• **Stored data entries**
***
//! Core data models for the vectorization pipeline.
//!
//! A [`VectorizableRecord`] is a call transcript or an email message that
//! upstream ingestion wrote into the CRM store, pre-joined with the display
//! fields of its related contact, organization, and deal.

use std::fmt;
use std::str::FromStr;

use chrono::{DateTime, Utc};
use serde::{Deserialize, Serialize};

/// The kinds of records that carry an embedding column.
#[derive(Debug, Clone, Copy, PartialEq, Eq, PartialOrd, Ord, Hash, Serialize, Deserialize)]
#[serde(rename_all = "lowercase")]
pub enum RecordKind {
    Call,
    Email,
}

impl RecordKind {
    pub const ALL: [RecordKind; 2] = [RecordKind::Call, RecordKind::Email];

    pub fn as_str(&self) -> &'static str {
        match self {
            RecordKind::Call => "call",
            RecordKind::Email => "email",
        }
    }

    /// The table holding records of this kind.
    pub fn table(&self) -> &'static str {
        match self {
            RecordKind::Call => "calls",
            RecordKind::Email => "emails",
        }
    }
}

impl fmt::Display for RecordKind {
    fn fmt(&self, f: &mut fmt::Formatter<'_>) -> fmt::Result {
        f.write_str(self.as_str())
    }
}

impl FromStr for RecordKind {
    type Err = String;

    fn from_str(s: &str) -> Result<Self, Self::Err> {
        match s {
            "call" | "calls" => Ok(RecordKind::Call),
            "email" | "emails" => Ok(RecordKind::Email),
            other => Err(format!(
                "unknown record kind '{}': expected call or email",
                other
            )),
        }
    }
}

/// Unique address of a record across kinds.
#[derive(Debug, Clone, PartialEq, Eq, Hash, PartialOrd, Ord)]
pub struct RecordKey {
    pub kind: RecordKind,
    pub id: String,
}

impl RecordKey {
    pub fn new(kind: RecordKind, id: impl Into<String>) -> Self {
        Self {
            kind,
            id: id.into(),
        }
    }
}

impl fmt::Display for RecordKey {
    fn fmt(&self, f: &mut fmt::Formatter<'_>) -> fmt::Result {
        write!(f, "{}:{}", self.kind, self.id)
    }
}

/// Direction of an email relative to the CRM owner.
#[derive(Debug, Clone, Copy, PartialEq, Eq)]
pub enum EmailDirection {
    Inbound,
    Outbound,
}

impl FromStr for EmailDirection {
    type Err = String;

    fn from_str(s: &str) -> Result<Self, Self::Err> {
        match s {
            "inbound" => Ok(EmailDirection::Inbound),
            "outbound" => Ok(EmailDirection::Outbound),
            other => Err(format!("unknown email direction '{}'", other)),
        }
    }
}

/// Related-entity attributes joined onto a record at selection time.
#[derive(Debug, Clone, Default, PartialEq)]
pub struct RecordContext {
    /// Call title or email subject.
    pub subject: Option<String>,
    pub contact_name: Option<String>,
    pub contact_email: Option<String>,
    pub organization: Option<String>,
    pub deal: Option<String>,
    /// Only set for emails.
    pub direction: Option<EmailDirection>,
}

/// A record that may or may not have been vectorized yet.
///
/// `vector.is_some() == processed` holds for every record at rest.
#[derive(Debug, Clone)]
pub struct VectorizableRecord {
    pub key: RecordKey,
    /// Transcript or message body.
    pub primary_text: String,
    pub context: RecordContext,
    /// Call time or send time; `None` if the stored timestamp is out of range.
    pub occurred_at: Option<DateTime<Utc>>,
    pub vector: Option<Vec<f32>>,
    pub processed: bool,
}

/// Aggregate counts for one record kind, used for the end-of-run check.
#[derive(Debug, Clone, Copy, Default, PartialEq, Eq, Serialize)]
pub struct ConsistencyCounts {
    pub total: i64,
    pub with_vector: i64,
    pub flagged: i64,
    /// Stored vectors whose length differs from the configured dimensionality.
    pub wrong_dims: i64,
}

impl ConsistencyCounts {
    /// Vector presence and the processed flag agree for every row.
    pub fn is_consistent(&self) -> bool {
        self.with_vector == self.flagged && self.wrong_dims == 0
    }

    /// Every row has a vector.
    pub fn is_complete(&self) -> bool {
        self.is_consistent() && self.total == self.with_vector
    }

    pub fn remaining(&self) -> i64 {
        self.total - self.with_vector
    }
}

impl std::ops::Add for ConsistencyCounts {
    type Output = ConsistencyCounts;

    fn add(self, rhs: Self) -> Self::Output {
        ConsistencyCounts {
            total: self.total + rhs.total,
            with_vector: self.with_vector + rhs.with_vector,
            flagged: self.flagged + rhs.flagged,
            wrong_dims: self.wrong_dims + rhs.wrong_dims,
        }
    }
}
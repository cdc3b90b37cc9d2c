//! In-memory [`Store`] implementation for tests and dry experiments.
//!
//! Records live in a `Vec` behind `std::sync::RwLock`. Faults can be
//! injected per record (failed writes) or globally (unreachable store) to
//! exercise the pipeline's isolation and fatal paths.

use std::collections::HashSet;
use std::sync::atomic::{AtomicBool, AtomicUsize, Ordering};
use std::sync::{RwLock, RwLockReadGuard, RwLockWriteGuard};

use anyhow::{anyhow, bail, Result};
use async_trait::async_trait;

use crate::models::{ConsistencyCounts, RecordKey, RecordKind, VectorizableRecord};

use super::{merge_by_recency, Store};

/// In-memory store.
#[derive(Default)]
pub struct InMemoryStore {
    records: RwLock<Vec<VectorizableRecord>>,
    failing_writes: RwLock<HashSet<RecordKey>>,
    unreachable: AtomicBool,
    writes: AtomicUsize,
}

impl InMemoryStore {
    pub fn new() -> Self {
        Self::default()
    }

    /// Build a store pre-populated with `records`, stored as given.
    pub fn with_records(records: Vec<VectorizableRecord>) -> Self {
        let store = Self::new();
        for r in records {
            store.insert(r);
        }
        store
    }

    /// Insert or replace a record verbatim (vector and flag included).
    pub fn insert(&self, record: VectorizableRecord) {
        if let Ok(mut records) = self.records.write() {
            records.retain(|r| r.key != record.key);
            records.push(record);
        }
    }

    /// Make every subsequent write for `key` fail.
    pub fn fail_writes_for(&self, key: RecordKey) {
        if let Ok(mut failing) = self.failing_writes.write() {
            failing.insert(key);
        }
    }

    /// Simulate a store that cannot be reached.
    pub fn set_unreachable(&self, unreachable: bool) {
        self.unreachable.store(unreachable, Ordering::SeqCst);
    }

    /// Snapshot of a record by key.
    pub fn get(&self, key: &RecordKey) -> Option<VectorizableRecord> {
        self.read().ok()?.iter().find(|r| &r.key == key).cloned()
    }

    /// Number of successful `store_vector` calls.
    pub fn write_count(&self) -> usize {
        self.writes.load(Ordering::SeqCst)
    }

    fn read(&self) -> Result<RwLockReadGuard<'_, Vec<VectorizableRecord>>> {
        self.records
            .read()
            .map_err(|_| anyhow!("in-memory store lock poisoned"))
    }

    fn write(&self) -> Result<RwLockWriteGuard<'_, Vec<VectorizableRecord>>> {
        self.records
            .write()
            .map_err(|_| anyhow!("in-memory store lock poisoned"))
    }

    fn check_reachable(&self) -> Result<()> {
        if self.unreachable.load(Ordering::SeqCst) {
            bail!("in-memory store is unreachable");
        }
        Ok(())
    }
}

#[async_trait]
impl Store for InMemoryStore {
    async fn ping(&self) -> Result<()> {
        self.check_reachable()
    }

    async fn select_unprocessed(
        &self,
        limit: usize,
        kind: Option<RecordKind>,
    ) -> Result<Vec<VectorizableRecord>> {
        self.check_reachable()?;
        let records = self.read()?;
        let pending: Vec<VectorizableRecord> = records
            .iter()
            .filter(|r| r.vector.is_none())
            .filter(|r| kind.map_or(true, |k| r.key.kind == k))
            .cloned()
            .collect();
        Ok(merge_by_recency(pending, limit))
    }

    async fn store_vector(&self, key: &RecordKey, vector: &[f32]) -> Result<()> {
        self.check_reachable()?;
        let failing = self
            .failing_writes
            .read()
            .map_err(|_| anyhow!("in-memory store lock poisoned"))?
            .contains(key);
        if failing {
            bail!("injected write failure");
        }

        let mut records = self.write()?;
        let record = records
            .iter_mut()
            .find(|r| &r.key == key)
            .ok_or_else(|| anyhow!("record {} not found", key))?;
        record.vector = Some(vector.to_vec());
        record.processed = true;
        self.writes.fetch_add(1, Ordering::SeqCst);
        Ok(())
    }

    async fn consistency(&self, kind: RecordKind, dims: usize) -> Result<ConsistencyCounts> {
        self.check_reachable()?;
        let records = self.read()?;
        let mut counts = ConsistencyCounts::default();
        for r in records.iter().filter(|r| r.key.kind == kind) {
            counts.total += 1;
            if let Some(v) = &r.vector {
                counts.with_vector += 1;
                if v.len() != dims {
                    counts.wrong_dims += 1;
                }
            }
            if r.processed {
                counts.flagged += 1;
            }
        }
        Ok(counts)
    }

    async fn clear_vectors(&self, kind: Option<RecordKind>) -> Result<u64> {
        self.check_reachable()?;
        let mut records = self.write()?;
        let mut cleared = 0;
        for r in records
            .iter_mut()
            .filter(|r| kind.map_or(true, |k| r.key.kind == k))
        {
            if r.vector.is_some() || r.processed {
                cleared += 1;
            }
            r.vector = None;
            r.processed = false;
        }
        Ok(cleared)
    }
}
***
• **Task requirements**
The answer consists of the lines above that include the word "Outbound", each copied exactly.

• **Result of the exercise**
    Outbound,
            "outbound" => Ok(EmailDirection::Outbound),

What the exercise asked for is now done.